MATERIAL SHOWN =
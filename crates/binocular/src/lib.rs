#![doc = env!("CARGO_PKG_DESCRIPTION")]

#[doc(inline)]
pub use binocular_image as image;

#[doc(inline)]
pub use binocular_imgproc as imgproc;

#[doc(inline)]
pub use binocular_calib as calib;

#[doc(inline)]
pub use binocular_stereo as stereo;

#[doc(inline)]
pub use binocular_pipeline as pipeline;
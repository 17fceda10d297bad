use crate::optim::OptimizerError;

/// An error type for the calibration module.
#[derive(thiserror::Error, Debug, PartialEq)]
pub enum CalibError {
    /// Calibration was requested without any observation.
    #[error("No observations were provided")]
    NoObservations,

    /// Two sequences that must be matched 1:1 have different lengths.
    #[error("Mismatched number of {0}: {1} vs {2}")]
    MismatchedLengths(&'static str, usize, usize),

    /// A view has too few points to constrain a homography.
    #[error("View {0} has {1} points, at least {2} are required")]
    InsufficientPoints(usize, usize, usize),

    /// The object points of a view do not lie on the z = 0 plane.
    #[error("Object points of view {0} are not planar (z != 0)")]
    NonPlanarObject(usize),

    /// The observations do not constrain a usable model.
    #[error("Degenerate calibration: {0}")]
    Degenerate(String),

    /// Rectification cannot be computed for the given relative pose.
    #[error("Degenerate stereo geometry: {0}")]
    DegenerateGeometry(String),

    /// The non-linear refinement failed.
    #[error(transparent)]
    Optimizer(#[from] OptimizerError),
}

==

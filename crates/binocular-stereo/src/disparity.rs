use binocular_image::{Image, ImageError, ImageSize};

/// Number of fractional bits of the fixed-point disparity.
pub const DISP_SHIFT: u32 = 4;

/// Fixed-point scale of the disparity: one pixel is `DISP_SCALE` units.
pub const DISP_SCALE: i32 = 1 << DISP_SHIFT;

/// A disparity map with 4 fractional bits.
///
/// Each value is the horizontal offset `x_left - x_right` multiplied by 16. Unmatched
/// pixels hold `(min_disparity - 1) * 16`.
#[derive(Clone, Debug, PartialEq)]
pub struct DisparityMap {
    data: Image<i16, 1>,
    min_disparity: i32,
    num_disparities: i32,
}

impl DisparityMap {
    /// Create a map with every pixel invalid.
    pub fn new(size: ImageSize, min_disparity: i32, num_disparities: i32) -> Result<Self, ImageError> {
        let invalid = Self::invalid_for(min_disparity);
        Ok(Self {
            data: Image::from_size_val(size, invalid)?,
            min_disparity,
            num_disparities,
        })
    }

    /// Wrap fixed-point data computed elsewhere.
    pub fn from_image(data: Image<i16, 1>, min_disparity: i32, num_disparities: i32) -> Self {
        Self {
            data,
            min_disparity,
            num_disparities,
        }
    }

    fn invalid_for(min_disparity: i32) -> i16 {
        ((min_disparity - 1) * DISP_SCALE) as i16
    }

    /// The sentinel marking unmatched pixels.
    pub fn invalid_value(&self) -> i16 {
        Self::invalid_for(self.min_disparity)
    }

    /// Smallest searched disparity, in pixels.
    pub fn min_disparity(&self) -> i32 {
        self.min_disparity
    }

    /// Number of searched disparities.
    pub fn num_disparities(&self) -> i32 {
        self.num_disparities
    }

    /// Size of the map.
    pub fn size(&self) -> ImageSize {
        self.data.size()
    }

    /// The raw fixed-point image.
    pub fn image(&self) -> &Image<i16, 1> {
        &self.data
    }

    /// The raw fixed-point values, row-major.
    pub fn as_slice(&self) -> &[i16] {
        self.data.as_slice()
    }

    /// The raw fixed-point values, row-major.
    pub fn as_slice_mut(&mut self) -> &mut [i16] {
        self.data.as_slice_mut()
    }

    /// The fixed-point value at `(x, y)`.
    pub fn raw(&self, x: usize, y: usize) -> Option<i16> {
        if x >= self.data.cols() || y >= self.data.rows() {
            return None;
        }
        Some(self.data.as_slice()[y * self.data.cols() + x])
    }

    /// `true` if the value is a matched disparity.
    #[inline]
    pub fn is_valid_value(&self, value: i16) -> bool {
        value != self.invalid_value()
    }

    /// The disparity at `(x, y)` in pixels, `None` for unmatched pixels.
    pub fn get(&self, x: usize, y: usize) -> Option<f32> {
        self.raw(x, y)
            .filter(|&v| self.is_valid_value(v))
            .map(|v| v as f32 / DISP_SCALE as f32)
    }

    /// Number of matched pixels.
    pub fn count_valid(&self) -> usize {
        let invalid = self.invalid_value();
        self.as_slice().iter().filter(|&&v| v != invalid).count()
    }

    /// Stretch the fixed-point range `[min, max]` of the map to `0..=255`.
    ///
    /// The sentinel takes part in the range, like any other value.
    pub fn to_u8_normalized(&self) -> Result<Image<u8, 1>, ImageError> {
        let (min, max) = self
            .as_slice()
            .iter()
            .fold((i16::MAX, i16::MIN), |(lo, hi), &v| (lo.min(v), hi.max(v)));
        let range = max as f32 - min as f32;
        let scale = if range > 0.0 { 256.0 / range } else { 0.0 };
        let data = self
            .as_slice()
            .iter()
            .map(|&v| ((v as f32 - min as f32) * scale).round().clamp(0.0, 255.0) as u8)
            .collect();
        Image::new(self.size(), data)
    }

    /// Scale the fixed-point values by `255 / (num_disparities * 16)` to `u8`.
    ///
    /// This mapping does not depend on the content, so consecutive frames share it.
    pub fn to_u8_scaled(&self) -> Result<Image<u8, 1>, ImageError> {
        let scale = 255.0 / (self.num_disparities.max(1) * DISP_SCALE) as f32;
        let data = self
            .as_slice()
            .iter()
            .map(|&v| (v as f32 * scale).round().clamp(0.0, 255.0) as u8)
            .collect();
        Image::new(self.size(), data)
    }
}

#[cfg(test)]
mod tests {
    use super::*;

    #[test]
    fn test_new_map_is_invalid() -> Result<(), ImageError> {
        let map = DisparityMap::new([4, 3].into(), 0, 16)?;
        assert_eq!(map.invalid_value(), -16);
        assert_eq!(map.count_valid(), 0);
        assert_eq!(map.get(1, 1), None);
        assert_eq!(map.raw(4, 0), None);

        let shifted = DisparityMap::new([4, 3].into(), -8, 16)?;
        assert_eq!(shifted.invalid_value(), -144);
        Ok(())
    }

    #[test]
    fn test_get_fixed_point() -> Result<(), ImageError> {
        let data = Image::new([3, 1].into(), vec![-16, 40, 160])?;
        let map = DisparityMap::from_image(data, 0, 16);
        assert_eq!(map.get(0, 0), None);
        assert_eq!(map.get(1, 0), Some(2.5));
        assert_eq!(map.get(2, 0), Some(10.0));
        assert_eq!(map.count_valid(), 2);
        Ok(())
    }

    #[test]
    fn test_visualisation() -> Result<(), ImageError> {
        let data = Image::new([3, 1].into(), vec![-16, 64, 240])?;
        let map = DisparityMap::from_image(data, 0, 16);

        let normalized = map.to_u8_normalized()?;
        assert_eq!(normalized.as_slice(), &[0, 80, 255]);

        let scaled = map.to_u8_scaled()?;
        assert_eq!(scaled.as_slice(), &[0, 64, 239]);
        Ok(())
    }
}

==

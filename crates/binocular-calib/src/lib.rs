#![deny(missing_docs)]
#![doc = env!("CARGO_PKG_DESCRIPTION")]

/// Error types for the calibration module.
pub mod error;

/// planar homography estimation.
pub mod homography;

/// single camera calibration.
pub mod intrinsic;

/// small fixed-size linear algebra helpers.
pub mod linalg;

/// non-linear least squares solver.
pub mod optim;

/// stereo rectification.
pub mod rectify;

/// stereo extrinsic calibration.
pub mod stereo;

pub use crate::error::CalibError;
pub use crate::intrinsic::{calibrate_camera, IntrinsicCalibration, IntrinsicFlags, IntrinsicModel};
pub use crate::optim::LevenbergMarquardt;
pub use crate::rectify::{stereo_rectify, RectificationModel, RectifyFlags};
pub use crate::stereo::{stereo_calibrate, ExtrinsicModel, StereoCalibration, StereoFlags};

EXERCISE DETAILS =
Work out how many lines in the records above contain the word "rectify", and reply with that number alone.

COMPLETED EXERCISE =
2